Built:  American Car & Foundry Co.

Lot : 9270

Class: N52A

June, 1922

 

          Caboose #38 served the Long Island Rail Road from 1922 until the early 1960s.  I thought it would be nice to have a caboose in my backyard and make it into a guest cottage.  My friend, Lois Nickel, worked for the L.I.R.R. in the Jamaica office.  She was the person who arranged the deal for $100.00.  The freight brought the caboose out to Speonk and placed it on the team track, south of the main track.

 

          I had arranged to have Bubby Williams of Eastport with his truck crane and John Stackiw of Riverhead, with Pete Danowski’s low-bed trailer, to get the caboose to my house, which was only about one tenth of a mile away from the Speonk team track.

 

          On a Saturday morning, we all gathered at the site.  I had made a sling, using steel cable, and attached it to one end of the caboose.  Bubby raised one end, and I disconnected the brake rods and rolled the truck out from under the caboose.  The next step was to back the trailer under the caboose, as far as possible, and then pick up the caboose and move it forward on the trailer.

 

          A problem!!!  The crane could not life the caboose.  The railroad said that each truck weighed four tons and the caboose weighed four tons, a total of twelve tons.  Apparently, it weighed much more than that.  At that point, I decided to give up the idea, before someone got hurt!

 

          I knew that Camp Pa-qua-Tuck, a camp for disabled children, in East Moriches was looking for a caboose.  I donated it to the camp, in my father’s name:  Raymond G. Robinson.  He was a L.I.R.R. conductor and, in his early years, worked the freights.

 

          The railroad moved the caboose to a side track in East Moriches .  The camp arranged with a construction company in East Quogue to move the caboose to the camp site.  The camp, after several years, rebuilt the interior of the caboose and made on big room out of it.  Caboose number 38 still remains at the camp.

 

Ray Robinson, Jr. – December/2006

The Hurricane of September 21, 1938 and the Long Island Rail Road Wreck 
at Fairy Dell** in Quogue, LI, NY

by

Raymond Robinson, Jr.

 

 

          Train #26, the evening mail train, left Pennsylvania Station NY at 4:7 pm, bound for Montauk.  It should have arrived at Speonk at 7:00 pm, but because some tress were down, it was a few minutes late.

 

          The Conductor of this train was my father, Raymond G. Robinson.  He and the rest of the crew had rooms in Montauk, so they could take train #27 out in the morning.

 

          On that day, the wind had been blowing out of the northeast.  It blew most of the water out of the bays and out to sea.  The eye of the storm passed over us and soon after, the wind change and came out of the southwest, causing the tidal-wave that washed out the roadbed from under the track.  The newspaper article stated that the wind had blown the train off the tracks, which, of course, was not true.

 

          When the tidal-wave came rushing back, it washed out the fill and roadbed where the head waters of Quantuck Bay flowed under the tracks.  It left the rails and ties intact.  When train #26 came along, the engine and tender, a PRR K4s, made it across OK, but the mail car and two coaches left the rails.

 

          My father was in the first coach, eating his lunch.  When the car laid over, his arm went through the window.  No one was seriously injured, so he moved all the passengers to the rear coach which was still upright.

 

          In order to repot the wreck, he had to walk back to the Westhampton station.  While there, he discovered his arm was cut, so someone took him to Dr.
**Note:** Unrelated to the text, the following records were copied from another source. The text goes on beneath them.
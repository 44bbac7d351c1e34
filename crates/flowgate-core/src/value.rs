//! Untyped key-value payloads
//!
//! Shared workflow state, agent inputs and outputs, event payloads and policy
//! parameters are all maps of JSON values. The helpers here give those values
//! a well-defined truthiness, a string form for policy comparisons and typed
//! accessors with defaults.

use std::collections::HashMap;
use std::str::FromStr;

use rust_decimal::Decimal;
use serde_json::Value;

/// Key-value payload carried between steps
pub type StateMap = HashMap<String, Value>;

/// Truthiness of a present value
///
/// `false`, `null` and the empty string are falsy; every other value is truthy.
pub fn is_truthy(value: &Value) -> bool {
    match value {
        Value::Null => false,
        Value::Bool(b) => *b,
        Value::String(s) => !s.is_empty(),
        _ => true,
    }
}

/// String form of a value as seen by policy comparisons
///
/// Strings are returned verbatim (unquoted), `null` becomes the empty string,
/// everything else is compact JSON.
pub fn string_form(value: &Value) -> String {
    match value {
        Value::Null => String::new(),
        Value::String(s) => s.clone(),
        other => other.to_string(),
    }
}

/// Parse a value as a finite number
///
/// Numbers are taken directly and strings are parsed after trimming.
pub fn as_number(value: &Value) -> Option<f64> {
    let n = match value {
        Value::Number(n) => n.as_f64()?,
        Value::String(s) => s.trim().parse::<f64>().ok()?,
        _ => return None,
    };
    n.is_finite().then_some(n)
}

/// Parse a value as an exact decimal
///
/// Numbers are read from their JSON text, so `0.1` stays `0.1`. Strings are
/// parsed after trimming and must be plain decimal notation.
pub fn as_decimal(value: &Value) -> Option<Decimal> {
    match value {
        Value::Number(n) => {
            let text = n.to_string();
            Decimal::from_str(&text)
                .or_else(|_| Decimal::from_scientific(&text))
                .ok()
        }
        Value::String(s) => Decimal::from_str(s.trim()).ok(),
        _ => None,
    }
}

/// Typed accessors over a [`StateMap`]
pub trait StateMapExt {
    /// Truthiness of `key`; a missing key is false
    fn is_truthy(&self, key: &str) -> bool;

    /// Integer value of `key`, or `default` when missing or not numeric
    fn get_i64(&self, key: &str, default: i64) -> i64;

    /// Floating value of `key`, or `default` when missing or not numeric
    fn get_f64(&self, key: &str, default: f64) -> f64;

    /// String value of `key`, or `default` when missing or not a string
    fn get_str<'a>(&'a self, key: &str, default: &'a str) -> &'a str;

    /// Insert every entry of `other`, overwriting existing keys
    fn merge_from(&mut self, other: &StateMap);
}

impl StateMapExt for StateMap {
    fn is_truthy(&self, key: &str) -> bool {
        self.get(key).map(is_truthy).unwrap_or(false)
    }

    fn get_i64(&self, key: &str, default: i64) -> i64 {
        match self.get(key) {
            Some(Value::Number(n)) => n
                .as_i64()
                .or_else(|| n.as_f64().map(|f| f as i64))
                .unwrap_or(default),
            Some(Value::String(s)) => s.trim().parse().unwrap_or(default),
            _ => default,
        }
    }

    fn get_f64(&self, key: &str, default: f64) -> f64 {
        self.get(key).and_then(as_number).unwrap_or(default)
    }

    fn get_str<'a>(&'a self, key: &str, default: &'a str) -> &'a str {
        match self.get(key) {
            Some(Value::String(s)) => s.as_str(),
            _ => default,
        }
    }

    fn merge_from(&mut self, other: &StateMap) {
        for (key, value) in other {
            self.insert(key.clone(), value.clone());
        }
    }
}
//! Department workflows run end to end against the demo catalog

use flowgate_core::{
    AuditOutcome, AuditQuery, StateMap, StepStatus, WorkflowInstance, WorkflowStatus,
};
use flowgate_worker::bootstrap;
use rust_decimal::Decimal;
use serde_json::{json, Value};
use tokio_util::sync::CancellationToken;

fn inputs(pairs: &[(&str, Value)]) -> StateMap {
    pairs
        .iter()
        .map(|(k, v)| (k.to_string(), v.clone()))
        .collect()
}

fn statuses(instance: &WorkflowInstance) -> Vec<(&str, StepStatus)> {
    instance
        .step_executions
        .iter()
        .map(|s| (s.step_id.as_str(), s.status))
        .collect()
}

#[test_log::test(tokio::test)]
async fn stalled_deal_recovery_completes() {
    let platform = bootstrap::platform();
    let instance = platform
        .trigger_workflow(
            "sales-stalled-deal-recovery",
            inputs(&[
                ("dealId", json!("OPP-9")),
                ("daysStalled", json!(21)),
                ("amount", json!(185000)),
            ]),
            &CancellationToken::new(),
        )
        .await
        .unwrap();

    assert_eq!(instance.status, WorkflowStatus::Completed);
    assert_eq!(instance.completed_steps(), 4);
    assert_eq!(instance.state["RiskLevel"], json!("High"));
    let revised = instance.state["RevisedAmount"].as_f64().unwrap();
    assert!((revised - 166_500.0).abs() < 1e-6);

    // Every decision falls through to the global audit rule
    let entries = platform
        .query_audit(&AuditQuery::for_instance(&instance.instance_id))
        .await
        .unwrap();
    assert_eq!(entries.len(), 8);
    assert!(entries
        .iter()
        .filter(|e| e.policy_id.as_deref() == Some("global-audit"))
        .all(|e| e.outcome == AuditOutcome::AuditOnly));
}

#[test_log::test(tokio::test)]
async fn high_risk_contract_escalates_redline() {
    let platform = bootstrap::platform();
    let instance = platform
        .trigger_workflow(
            "legal-contract-review",
            StateMap::new(),
            &CancellationToken::new(),
        )
        .await
        .unwrap();

    assert_eq!(instance.status, WorkflowStatus::Completed);
    assert_eq!(
        statuses(&instance),
        vec![
            ("classify-contract", StepStatus::Completed),
            ("redline-contract", StepStatus::AwaitingApproval),
        ]
    );

    let dashboard = platform.dashboard().await.unwrap();
    assert_eq!(dashboard.human_escalations, 1);
    assert_eq!(dashboard.policy_denials, 0);
}

#[test_log::test(tokio::test)]
async fn approval_steps_do_not_run_their_agents() {
    let platform = bootstrap::platform();
    let cancel = CancellationToken::new();

    for workflow_id in ["finance-month-end-reconciliation", "hr-attrition-prevention"] {
        let instance = platform
            .trigger_workflow(workflow_id, StateMap::new(), &cancel)
            .await
            .unwrap();

        assert_eq!(instance.status, WorkflowStatus::Completed, "{workflow_id}");
        let last = instance.step_executions.last().unwrap();
        assert_eq!(last.status, StepStatus::AwaitingApproval);
        assert!(last.outputs.is_empty());
    }

    let summary = platform.impact_summary(None, None).await.unwrap();
    assert_eq!(summary.total_workflows_executed, 2);
    assert_eq!(summary.total_steps_automated, 2);
    // 12000 + 8h and 25000 + 5h at the hourly rate
    assert_eq!(summary.total_cost_saved, Decimal::from(12_000 + 1_200 + 25_000 + 750));
    assert_eq!(summary.by_department.len(), 2);
}

#[test_log::test(tokio::test)]
async fn vendor_counter_below_approval_threshold() {
    let platform = bootstrap::platform();
    let instance = platform
        .trigger_workflow(
            "procurement-vendor-negotiation",
            inputs(&[("vendorId", json!("VENDOR-7")), ("priceIncrease", json!(9.0))]),
            &CancellationToken::new(),
        )
        .await
        .unwrap();

    assert_eq!(instance.status, WorkflowStatus::Completed);
    assert_eq!(instance.state["SavingsIfAccepted"], json!(40000.0));
    assert_eq!(instance.state["CounterProposalSent"], json!(5.0));
}

#[test_log::test(tokio::test)]
async fn demo_events_trigger_every_workflow() {
    let platform = bootstrap::platform();
    let orchestrator = platform.orchestrator();
    let cancel = CancellationToken::new();

    let mut completed = Vec::new();
    for event in bootstrap::demo_events() {
        let handle = orchestrator.dispatch(event, &cancel).unwrap();
        let instance = handle.await.unwrap().unwrap();
        assert_ne!(instance.status, WorkflowStatus::Failed, "{}", instance.workflow_id);
        assert!(instance.state.contains_key("_eventId"));
        completed.push(instance.workflow_id);
    }

    let mut expected: Vec<String> = platform
        .list_workflows()
        .iter()
        .map(|w| w.id.clone())
        .collect();
    expected.sort();
    completed.sort();
    assert_eq!(completed, expected);

    let alerts = platform
        .query_audit(&AuditQuery::default().with_agent("it-security-response"))
        .await
        .unwrap();
    assert!(alerts
        .iter()
        .any(|e| e.policy_id.as_deref() == Some("it-security-alert")));
}
//! Model generators.
//!
//! Every backend implements [`Generator`]; the parameters shared by all of
//! them live in [`BaseGenerator`].

pub mod mongo;

pub use mongo::MongoGenerator;

use crate::core::error::{Error, Result};

/// A code generator for one model backend
pub trait Generator {
    /// Check the generation parameters without touching the filesystem
    fn validate(&self) -> Result<()>;

    /// Validate, then write the generated files
    fn generate(&self) -> Result<()>;
}

/// Parameters shared by every generator
#[derive(Debug, Clone, PartialEq, Eq)]
pub struct BaseGenerator {
    /// Model type name
    pub type_name: String,
    /// Output directory
    pub output_dir: String,
    /// Template directory or repository URL
    pub template: String,
    /// File naming style token
    pub file_style: String,
}

impl BaseGenerator {
    pub fn new(
        type_name: impl Into<String>,
        output_dir: impl Into<String>,
        template: impl Into<String>,
        file_style: impl Into<String>,
    ) -> Self {
        Self {
            type_name: type_name.into(),
            output_dir: output_dir.into(),
            template: template.into(),
            file_style: file_style.into(),
        }
    }

    /// Reject missing required parameters
    pub fn validate(&self) -> Result<()> {
        if self.type_name.is_empty() {
            return Err(Error::validation("type is required"));
        }
        if self.output_dir.is_empty() {
            return Err(Error::validation("output directory is required"));
        }
        if self.template.is_empty() {
            return Err(Error::validation("template directory is required"));
        }
        Ok(())
    }
}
Keller (a local medical doctor) and they sewed up the wound under the light of a kerosene lamp.

 

          It took several days to clear up the wreck and rebuild the roadbed.  I was told that they never found one of the trucks from the mail car, which was buried in the marsh.

 

Ray Robinson, Jr.

 

(** Fairy Dell is approximately 600 feet west of the Old Country Road grade crossing, by the present-day Quogue Wildlife Refuge.)